WORK INSTRUCTION →
Among the entries that follow, the required portion opens with the line containing "let _ = FileExt::unlock(&self.file);" and closes with the line containing "here. Everything is". Give that portion again exactly, and nothing else.

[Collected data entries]

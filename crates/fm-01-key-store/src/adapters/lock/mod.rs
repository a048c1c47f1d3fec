//! # Store Process Lock
//!
//! Two masters pointed at the same `<base>/minions` directory would race
//! each other's marker renames. The first one to start takes an exclusive
//! `fs2` lock on `minions/.lock`; the second fails fast.
//!
//! The lock file carries the holder's PID for diagnostics only. Liveness is
//! the kernel lock itself: it is released when the holder exits, so a file
//! left behind is simply locked again. The file is never unlinked, since a
//! PID cannot be checked across PID namespaces and an unlinked lock file
//! lets a second opener lock a fresh inode.

use fs2::FileExt;
use std::fs::{File, OpenOptions};
use std::io::{self, Write};
use std::path::{Path, PathBuf};
use std::time::{Duration, Instant};
use thiserror::Error;
use tracing::debug;

mod security;

pub use security::{validate_lock_path, DEFAULT_LOCK_TIMEOUT};

/// Errors from store locking.
#[derive(Debug, Error)]
pub enum LockError {
    /// Lock file could not be created.
    #[error("Failed to create lock file: {0}")]
    CreateFailed(#[source] io::Error),

    /// Another process holds the lock.
    #[error("Key store already in use (lock {path:?}, holder pid {pid:?})")]
    AlreadyLocked {
        /// PID recorded in the lock file, if readable.
        pid: Option<u32>,
        /// Lock file path.
        path: PathBuf,
    },

    /// Failed to record our PID.
    #[error("Failed to write PID to lock file: {0}")]
    WriteFailed(#[source] io::Error),
}

/// Exclusive lock on a store directory, released on drop.
#[derive(Debug)]
pub struct StoreLock {
    file: File,
    path: PathBuf,
    pid: u32,
}

impl StoreLock {
    /// Lock file name inside the store directory.
    pub const LOCK_FILE: &'static str = ".lock";

    /// Acquire the lock on `dir`, retrying with backoff until `timeout`.
    ///
    /// # Errors
    ///
    /// `AlreadyLocked` if it is still held at the deadline.
    pub fn acquire(dir: &Path, timeout: Duration) -> Result<Self, LockError> {
        let deadline = Instant::now() + timeout;
        let lock_path = dir.join(Self::LOCK_FILE);
        let mut retry_delay = Duration::from_millis(20);

        loop {
            if lock_path.exists() && !validate_lock_path(dir, &lock_path) {
                return Err(LockError::CreateFailed(io::Error::new(
                    io::ErrorKind::InvalidInput,
                    "Lock path escapes store directory",
                )));
            }

            // Not truncated on open: a held lock file keeps its holder's PID.
            let file = OpenOptions::new()
                .create(true)
                .truncate(false)
                .read(true)
                .write(true)
                .open(&lock_path)
                .map_err(LockError::CreateFailed)?;

            match file.try_lock_exclusive() {
                Ok(()) => {
                    let pid = std::process::id();
                    let mut locked = file;
                    locked.set_len(0).map_err(LockError::WriteFailed)?;
                    writeln!(locked, "{pid}").map_err(LockError::WriteFailed)?;
                    locked.sync_all().map_err(LockError::WriteFailed)?;
                    debug!(path = %lock_path.display(), pid, "[fm-01] Store lock acquired");

                    return Ok(Self {
                        file: locked,
                        path: lock_path,
                        pid,
                    });
                }
                Err(_) => {
                    if Instant::now() >= deadline {
                        return Err(LockError::AlreadyLocked {
                            pid: Self::read_existing_pid(&lock_path),
                            path: lock_path,
                        });
                    }

                    drop(file);
                    std::thread::sleep(retry_delay);
                    retry_delay = (retry_delay * 2).min(Duration::from_millis(500));
                }
            }
        }
    }

    /// PID of the holder (this process).
    #[must_use]
    pub fn pid(&self) -> u32 {
        self.pid
    }

    /// Lock file path.
    #[must_use]
    pub fn path(&self) -> &Path {
        &self.path
    }

    fn read_existing_pid(path: &Path) -> Option<u32> {
        std::fs::read_to_string(path)
            .ok()
            .and_then(|s| s.trim().parse().ok())
    }
}

impl Drop for StoreLock {
    fn drop(&mut self) {
        #[allow(clippy::incompatible_msrv)]
        let _ = FileExt::unlock(&self.file);
    }
}
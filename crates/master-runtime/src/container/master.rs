//! # Master Container
//!
//! Holds every subsystem instance for one master process.
//!
//! ## Initialization Order
//!
//! ```text
//! Level 0: event bus, clock
//! Level 1: key store (fm-01), session registry (fm-05), job cache
//! Level 2: auth handshake (fm-02), job bus (fm-04)
//! ```
//!
//! ## Ownership
//!
//! Per-minion state lives only in the stores created here. Everything is
//! handed out by `Arc`; there are no process globals.

use std::sync::Arc;

use fm_01_key_store::{FileKeyStorage, KeyAdminApi, KeyStoreApi, KeyStoreError, KeyStoreService};
use fm_02_auth_handshake::AuthService;
use fm_04_job_bus::{JobBus, JobCache, JobCacheError, LocalJobCache};
use fm_05_session_registry::SessionRegistry;
use shared_bus::{EventPublisher, InMemoryEventBus};
use shared_types::{SystemTimeSource, TimeSource};
use thiserror::Error;
use tracing::info;

use crate::container::config::MasterConfig;

/// Key store over the directory-per-minion backend.
pub type FileKeyStore = KeyStoreService<FileKeyStorage>;

/// Failures while opening the master's stores.
#[derive(Debug, Error)]
pub enum StartupError {
    /// The key store could not be opened (I/O or held by another process).
    #[error("Key store: {0}")]
    KeyStore(#[from] KeyStoreError),

    /// The job cache could not be opened.
    #[error("Job cache: {0}")]
    JobCache(#[from] JobCacheError),
}

/// Central container holding all subsystem instances.
pub struct MasterContainer {
    /// Runtime configuration.
    pub config: MasterConfig,

    // =========================================================================
    // SHARED INFRASTRUCTURE
    // =========================================================================
    /// Lifecycle event fan-out.
    pub events: Arc<InMemoryEventBus>,
    /// Clock shared by every subsystem.
    pub time_source: Arc<dyn TimeSource>,

    // =========================================================================
    // STORES
    // =========================================================================
    /// Key Store (fm-01).
    pub keys: Arc<FileKeyStore>,
    /// Session Registry (fm-05).
    pub sessions: Arc<SessionRegistry>,

    // =========================================================================
    // SERVICES
    // =========================================================================
    /// Auth Handshake (fm-02).
    pub auth: Arc<AuthService>,
    /// Job Bus (fm-04).
    pub job_bus: Arc<JobBus>,
}

impl MasterContainer {
    /// Open the stores under `config.storage.base_dir` on the wall clock.
    ///
    /// # Errors
    ///
    /// Fails if either store cannot be opened.
    pub fn open(config: MasterConfig) -> Result<Self, StartupError> {
        Self::with_time_source(config, Arc::new(SystemTimeSource))
    }

    /// Like [`open`](Self::open) with an explicit clock.
    pub fn with_time_source(
        config: MasterConfig,
        time_source: Arc<dyn TimeSource>,
    ) -> Result<Self, StartupError> {
        let base = config.storage.base_dir.clone();
        info!(base = %base.display(), "Initializing master subsystems");

        let events = Arc::new(InMemoryEventBus::new());
        let publisher: Arc<dyn EventPublisher> = events.clone();

        let keys = Arc::new(KeyStoreService::new(
            FileKeyStorage::open(&base)?,
            config.auto_accept_policy(),
            Arc::clone(&time_source),
        ));
        info!("  [fm-01] Key Store initialized");

        let sessions = Arc::new(SessionRegistry::new(Arc::clone(&time_source)));
        info!("  [fm-05] Session Registry initialized");

        let auth = Arc::new(AuthService::new(
            keys.clone() as Arc<dyn KeyStoreApi>,
            Arc::clone(&sessions),
            Arc::clone(&publisher),
            config.auth_config(),
            Arc::clone(&time_source),
        ));
        info!("  [fm-02] Auth Handshake initialized");

        let cache: Arc<dyn JobCache> =
            Arc::new(LocalJobCache::open(&base, Arc::clone(&time_source))?);
        let job_bus = Arc::new(JobBus::new(
            Arc::clone(&sessions),
            cache,
            publisher,
            Arc::clone(&time_source),
            config.job_bus_config(),
        ));
        info!("  [fm-04] Job Bus initialized");

        Ok(Self {
            config,
            events,
            time_source,
            keys,
            sessions,
            auth,
            job_bus,
        })
    }

    /// Operator interface to the key store.
    #[must_use]
    pub fn key_admin(&self) -> Arc<dyn KeyAdminApi> {
        self.keys.clone()
    }
}

#[cfg(test)]
mod tests {
    use super::*;
    use shared_types::{FixedTimeSource, MinionId};

    fn config(base: &std::path::Path) -> MasterConfig {
        let mut config = MasterConfig::default();
        config.storage.base_dir = base.to_path_buf();
        config
    }

    #[test]
    fn test_open_creates_layout() {
        let dir = tempfile::tempdir().unwrap();
        let container = MasterContainer::open(config(dir.path())).unwrap();

        assert!(dir.path().join("minions").is_dir());
        assert!(dir.path().join("job_cache").is_dir());
        assert!(container.sessions.is_empty());
        assert_eq!(container.job_bus.in_flight(), 0);
    }

    #[test]
    fn test_second_master_on_same_store_fails() {
        let dir = tempfile::tempdir().unwrap();
        let _first = MasterContainer::open(config(dir.path())).unwrap();

        let mut second = config(dir.path());
        second.auth.auto_accept = "all".into();
        let result = MasterContainer::open(second);
        assert!(matches!(result, Err(StartupError::KeyStore(KeyStoreError::Lock(_)))));
    }

    #[test]
    fn test_key_admin_shares_store() {
        let dir = tempfile::tempdir().unwrap();
        let container = MasterContainer::with_time_source(
            config(dir.path()),
            Arc::new(FixedTimeSource::new(1_000)),
        )
        .unwrap();

        let id = MinionId::parse("web01").unwrap();
        assert!(container.key_admin().list_pending().unwrap().is_empty());
        assert!(container.keys.lookup(&id).unwrap().is_none());
    }
}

ANSWER BOX →
        let _ = FileExt::unlock(&self.file);
    }
}
filename crates/master-runtime/src/container/master.rs
//! # Master Container
//!
//! Holds every subsystem instance for one master process.
//!
//! ## Initialization Order
//!
//! ```text
//! Level 0: event bus, clock
//! Level 1: key store (fm-01), session registry (fm-05), job cache
//! Level 2: auth handshake (fm-02), job bus (fm-04)
//! ```
//!
//! ## Ownership
//!
//! Per-minion state lives only in the stores created here. Everything is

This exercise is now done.